● Stored data
____

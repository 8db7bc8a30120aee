use async_trait::async_trait;
use chrono::{DateTime, Utc};
use sqlx::PgPool;

use crate::error::{StoreError, ValidationError};
use crate::identity::store::store_now;
use crate::identity::{Identity, IdentityStore, NewIdentity, UserId};

type IdentityRow = (i64, String, String, DateTime<Utc>, DateTime<Utc>, bool);

/// Identity store backed by the `users` table (see `migrations/`)
#[derive(Clone)]
pub struct PgIdentityStore {
    pool: PgPool,
}

impl PgIdentityStore {
    pub fn new(pool: PgPool) -> Self {
        Self { pool }
    }
}

fn to_identity(row: IdentityRow) -> Result<Identity, StoreError> {
    let (id, email, password_hash, created_at, updated_at, is_active) = row;
    let id = u64::try_from(id)
        .map_err(|_| StoreError::Backend(format!("negative user id {} in users table", id)))?;

    Ok(Identity {
        id: UserId::new(id),
        email,
        password_hash,
        created_at,
        updated_at,
        is_active,
    })
}

fn to_db_id(id: UserId) -> Result<i64, StoreError> {
    // Anything above i64::MAX cannot exist in a BIGSERIAL column.
    i64::try_from(id.get()).map_err(|_| StoreError::NotFound)
}

#[async_trait]
impl IdentityStore for PgIdentityStore {
    async fn insert(&self, new: NewIdentity) -> Result<Identity, StoreError> {
        let now = store_now();
        let row = sqlx::query_as::<_, IdentityRow>(
            r#"
            INSERT INTO users (email, password_hash, created_at, updated_at, is_active)
            VALUES ($1, $2, $3, $3, true)
            RETURNING id, email, password_hash, created_at, updated_at, is_active
            "#,
        )
        .bind(&new.email)
        .bind(&new.password_hash)
        .bind(now)
        .fetch_one(&self.pool)
        .await?;

        to_identity(row)
    }

    async fn find_by_id(&self, id: UserId) -> Result<Identity, StoreError> {
        let row = sqlx::query_as::<_, IdentityRow>(
            r#"
            SELECT id, email, password_hash, created_at, updated_at, is_active
            FROM users
            WHERE id = $1
            "#,
        )
        .bind(to_db_id(id)?)
        .fetch_optional(&self.pool)
        .await?
        .ok_or(StoreError::NotFound)?;

        to_identity(row)
    }

    async fn find_by_email(&self, email: &str) -> Result<Identity, StoreError> {
        let row = sqlx::query_as::<_, IdentityRow>(
            r#"
            SELECT id, email, password_hash, created_at, updated_at, is_active
            FROM users
            WHERE email = $1
            "#,
        )
        .bind(email)
        .fetch_optional(&self.pool)
        .await?
        .ok_or(StoreError::NotFound)?;

        to_identity(row)
    }

    async fn update_password_hash(
        &self,
        id: UserId,
        password_hash: String,
    ) -> Result<Identity, StoreError> {
        // updated_at never moves backwards, whichever node wrote last.
        let row = sqlx::query_as::<_, IdentityRow>(
            r#"
            UPDATE users
            SET password_hash = $2,
                updated_at = GREATEST($3, updated_at)
            WHERE id = $1
            RETURNING id, email, password_hash, created_at, updated_at, is_active
            "#,
        )
        .bind(to_db_id(id)?)
        .bind(&password_hash)
        .bind(store_now())
        .fetch_optional(&self.pool)
        .await?
        .ok_or(StoreError::NotFound)?;

        to_identity(row)
    }

    async fn deactivate(&self, id: UserId) -> Result<Identity, StoreError> {
        let row = sqlx::query_as::<_, IdentityRow>(
            r#"
            UPDATE users
            SET is_active = false,
                updated_at = GREATEST($2, updated_at)
            WHERE id = $1 AND is_active
            RETURNING id, email, password_hash, created_at, updated_at, is_active
            "#,
        )
        .bind(to_db_id(id)?)
        .bind(store_now())
        .fetch_optional(&self.pool)
        .await?;

        match row {
            Some(row) => to_identity(row),
            None => {
                // No row changed: either the id is unknown or the account is already disabled.
                self.find_by_id(id).await?;
                Err(StoreError::Rejected(ValidationError::InvalidState(
                    "user has already been disabled".to_string(),
                )))
            }
        }
    }
}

____

● Required work
What is needed is an exact copy of all the records.

● Response to this task
repository 8db7bc8a30120aee
use async_trait::async_trait;
use chrono::{DateTime, Utc};
use sqlx::PgPool;

use crate::error::{StoreError, ValidationError};
use crate::identity::store::store_now;
use crate::identity::{Identity, IdentityStore, NewIdentity, UserId};

type IdentityRow = (i64, String, String, DateTime<Utc>, DateTime<Utc>, bool);

/// Identity store backed by the `users` table (see `migrations/`)
#[derive(Clone)]
pub struct PgIdentityStore {
    pool: PgPool,
}

impl PgIdentityStore {
    pub fn new(pool: PgPool) -> Self {
        Self { pool }
    }
}

fn to_identity(row: IdentityRow) -> Result<Identity, StoreError> {
    let (id, email, password_hash, created_at, updated_at, is_active) = row;
    let id = u64::try_from(id)
        .map_err(|_| StoreError::Backend(format!("negative user id {} in users table", id)))?;

    Ok(Identity {
        id: UserId::new(id),
        email,
        password_hash,
        created_at,
        updated_at,
        is_active,
    })
}

fn to_db_id(id: UserId) -> Result<i64, StoreError> {
    // Anything above i64::MAX cannot exist in a BIGSERIAL column.
    i64::try_from(id.get()).map_err(|_| StoreError::NotFound)
}

#[async_trait]
impl IdentityStore for PgIdentityStore {
    async fn insert(&self, new: NewIdentity) -> Result<Identity, StoreError> {
        let now = store_now();
        let row = sqlx::query_as::<_, IdentityRow>(
            r#"
            INSERT INTO users (email, password_hash, created_at, updated_at, is_active)
            VALUES ($1, $2, $3, $3, true)
            RETURNING id, email, password_hash, created_at, updated_at, is_active
            "#,
        )
        .bind(&new.email)
        .bind(&new.password_hash)
        .bind(now)
        .fetch_one(&self.pool)
        .await?;

        to_identity(row)
    }

    async fn find_by_id(&self, id: UserId) -> Result<Identity, StoreError> {
        let row = sqlx::query_as::<_, IdentityRow>(
            r#"
            SELECT id, email, password_hash, created_at, updated_at, is_active
            FROM users
            WHERE id = $1
            "#,
        )
        .bind(to_db_id(id)?)
        .fetch_optional(&self.pool)
        .await?
        .ok_or(StoreError::NotFound)?;

        to_identity(row)
    }

    async fn find_by_email(&self, email: &str) -> Result<Identity, StoreError> {
        let row = sqlx::query_as::<_, IdentityRow>(
            r#"
            SELECT id, email, password_hash, created_at, updated_at, is_active
            FROM users
            WHERE email = $1
            "#,
        )
        .bind(email)
        .fetch_optional(&self.pool)
        .await?
        .ok_or(StoreError::NotFound)?;

        to_identity(row)
    }

    async fn update_password_hash(
        &self,
        id: UserId,
        password_hash: String,
    ) -> Result<Identity, StoreError> {
        // updated_at never moves backwards, whichever node wrote last.
        let row = sqlx::query_as::<_, IdentityRow>(
            r#"
            UPDATE users
            SET password_hash = $2,
                updated_at = GREATEST($3, updated_at)
            WHERE id = $1
            RETURNING id, email, password_hash, created_at, updated_at, is_active
            "#,
        )
        .bind(to_db_id(id)?)
        .bind(&password_hash)
        .bind(store_now())
        .fetch_optional(&self.pool)
        .await?
        .ok_or(StoreError::NotFound)?;

        to_identity(row)
    }

    async fn deactivate(&self, id: UserId) -> Result<Identity, StoreError> {
        let row = sqlx::query_as::<_, IdentityRow>(
            r#"
            UPDATE users
            SET is_active = false,
                updated_at = GREATEST($2, updated_at)
            WHERE id = $1 AND is_active
            RETURNING id, email, password_hash, created_at, updated_at, is_active
            "#,
        )
        .bind(to_db_id(id)?)
        .bind(store_now())
        .fetch_optional(&self.pool)
        .await?;

        match row {
            Some(row) => to_identity(row),
            None => {
                // No row changed: either the id is unknown or the account is already disabled.
                self.find_by_id(id).await?;
                Err(StoreError::Rejected(ValidationError::InvalidState(
                    "user has already been disabled".to_string(),
                )))
            }
        }
    }
}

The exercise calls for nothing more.